[What you have to do] Copy all the records exactly; the complete set is the expected result.

[Provided material]
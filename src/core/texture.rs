use std::sync::{Arc, OnceLock};

/// What the engine decoded a texture into.
#[derive(Clone, Copy, Debug, PartialEq, Eq)]
pub enum TextureKind {
    Flat,
    Cubemap,
    CompressedCubemap,
}

/// An engine-resolved texture. Opaque apart from its id.
#[derive(Clone, Debug, PartialEq, Eq)]
pub struct Texture {
    pub id: u64,
    pub kind: TextureKind,
}

/// An engine-resolved mesh. Opaque apart from its id.
#[derive(Clone, Debug, PartialEq, Eq)]
pub struct Mesh {
    pub id: u64,
}

#[derive(Debug)]
struct Cell<T> {
    label: String,
    slot: OnceLock<T>,
}

/// Deferred handle to an asset the engine is still decoding.
///
/// Handles are cheap to clone and valid to bind before resolution; the
/// engine fills them in once decoding completes. `try_get` is a
/// non-blocking peek — nothing in this crate ever waits on a handle.
#[derive(Clone, Debug)]
pub struct Deferred<T> {
    cell: Arc<Cell<T>>,
}

/// Resolver half of a deferred handle, held by the engine (or a test
/// double) until decoding finishes.
#[derive(Debug)]
pub struct Promise<T> {
    cell: Arc<Cell<T>>,
}

pub type PendingTexture = Deferred<Texture>;
pub type TexturePromise = Promise<Texture>;
pub type PendingMesh = Deferred<Mesh>;
pub type MeshPromise = Promise<Mesh>;

/// Create a handle/promise pair for an in-flight texture load.
pub fn pending_texture(label: impl Into<String>) -> (PendingTexture, TexturePromise) {
    deferred(label)
}

/// Create a handle/promise pair for an in-flight mesh load.
pub fn pending_mesh(label: impl Into<String>) -> (PendingMesh, MeshPromise) {
    deferred(label)
}

fn deferred<T>(label: impl Into<String>) -> (Deferred<T>, Promise<T>) {
    let cell = Arc::new(Cell {
        label: label.into(),
        slot: OnceLock::new(),
    });
    (
        Deferred { cell: Arc::clone(&cell) },
        Promise { cell },
    )
}

impl<T> Deferred<T> {
    /// The resource label this handle was created for.
    pub fn label(&self) -> &str {
        &self.cell.label
    }

    /// Peek at the resolved value, if decoding has finished.
    pub fn try_get(&self) -> Option<&T> {
        self.cell.slot.get()
    }

    pub fn is_ready(&self) -> bool {
        self.cell.slot.get().is_some()
    }
}

impl<T> Promise<T> {
    pub fn label(&self) -> &str {
        &self.cell.label
    }

    /// Resolve the handle. Consumes the promise; every clone of the paired
    /// handle observes the value.
    pub fn fulfill(self, value: T) {
        let _ = self.cell.slot.set(value);
    }
}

[Answer space]
filename src/core/texture.rs
use std::sync::{Arc, OnceLock};

/// What the engine decoded a texture into.
#[derive(Clone, Copy, Debug, PartialEq, Eq)]
pub enum TextureKind {
    Flat,
    Cubemap,
    CompressedCubemap,
}

/// An engine-resolved texture. Opaque apart from its id.
#[derive(Clone, Debug, PartialEq, Eq)]
pub struct Texture {
    pub id: u64,
    pub kind: TextureKind,
}

/// An engine-resolved mesh. Opaque apart from its id.
#[derive(Clone, Debug, PartialEq, Eq)]
pub struct Mesh {
    pub id: u64,
}

#[derive(Debug)]
struct Cell<T> {
    label: String,
    slot: OnceLock<T>,
}

/// Deferred handle to an asset the engine is still decoding.
///
/// Handles are cheap to clone and valid to bind before resolution; the
/// engine fills them in once decoding completes. `try_get` is a
/// non-blocking peek — nothing in this crate ever waits on a handle.
#[derive(Clone, Debug)]
pub struct Deferred<T> {
    cell: Arc<Cell<T>>,
}

/// Resolver half of a deferred handle, held by the engine (or a test
/// double) until decoding finishes.
#[derive(Debug)]
pub struct Promise<T> {
    cell: Arc<Cell<T>>,
}

pub type PendingTexture = Deferred<Texture>;
pub type TexturePromise = Promise<Texture>;
pub type PendingMesh = Deferred<Mesh>;
pub type MeshPromise = Promise<Mesh>;

/// Create a handle/promise pair for an in-flight texture load.
pub fn pending_texture(label: impl Into<String>) -> (PendingTexture, TexturePromise) {
    deferred(label)
}

/// Create a handle/promise pair for an in-flight mesh load.
pub fn pending_mesh(label: impl Into<String>) -> (PendingMesh, MeshPromise) {
    deferred(label)
}

fn deferred<T>(label: impl Into<String>) -> (Deferred<T>, Promise<T>) {
    let cell = Arc::new(Cell {
        label: label.into(),
        slot: OnceLock::new(),
    });
    (
        Deferred { cell: Arc::clone(&cell) },
        Promise { cell },
    )
}

impl<T> Deferred<T> {
    /// The resource label this handle was created for.
    pub fn label(&self) -> &str {
        &self.cell.label
    }

    /// Peek at the resolved value, if decoding has finished.
    pub fn try_get(&self) -> Option<&T> {
        self.cell.slot.get()
    }

    pub fn is_ready(&self) -> bool {
        self.cell.slot.get().is_some()
    }
}

impl<T> Promise<T> {
    pub fn label(&self) -> &str {
        &self.cell.label
    }

    /// Resolve the handle. Consumes the promise; every clone of the paired
    /// handle observes the value.
    pub fn fulfill(self, value: T) {
        let _ = self.cell.slot.set(value);
    }
}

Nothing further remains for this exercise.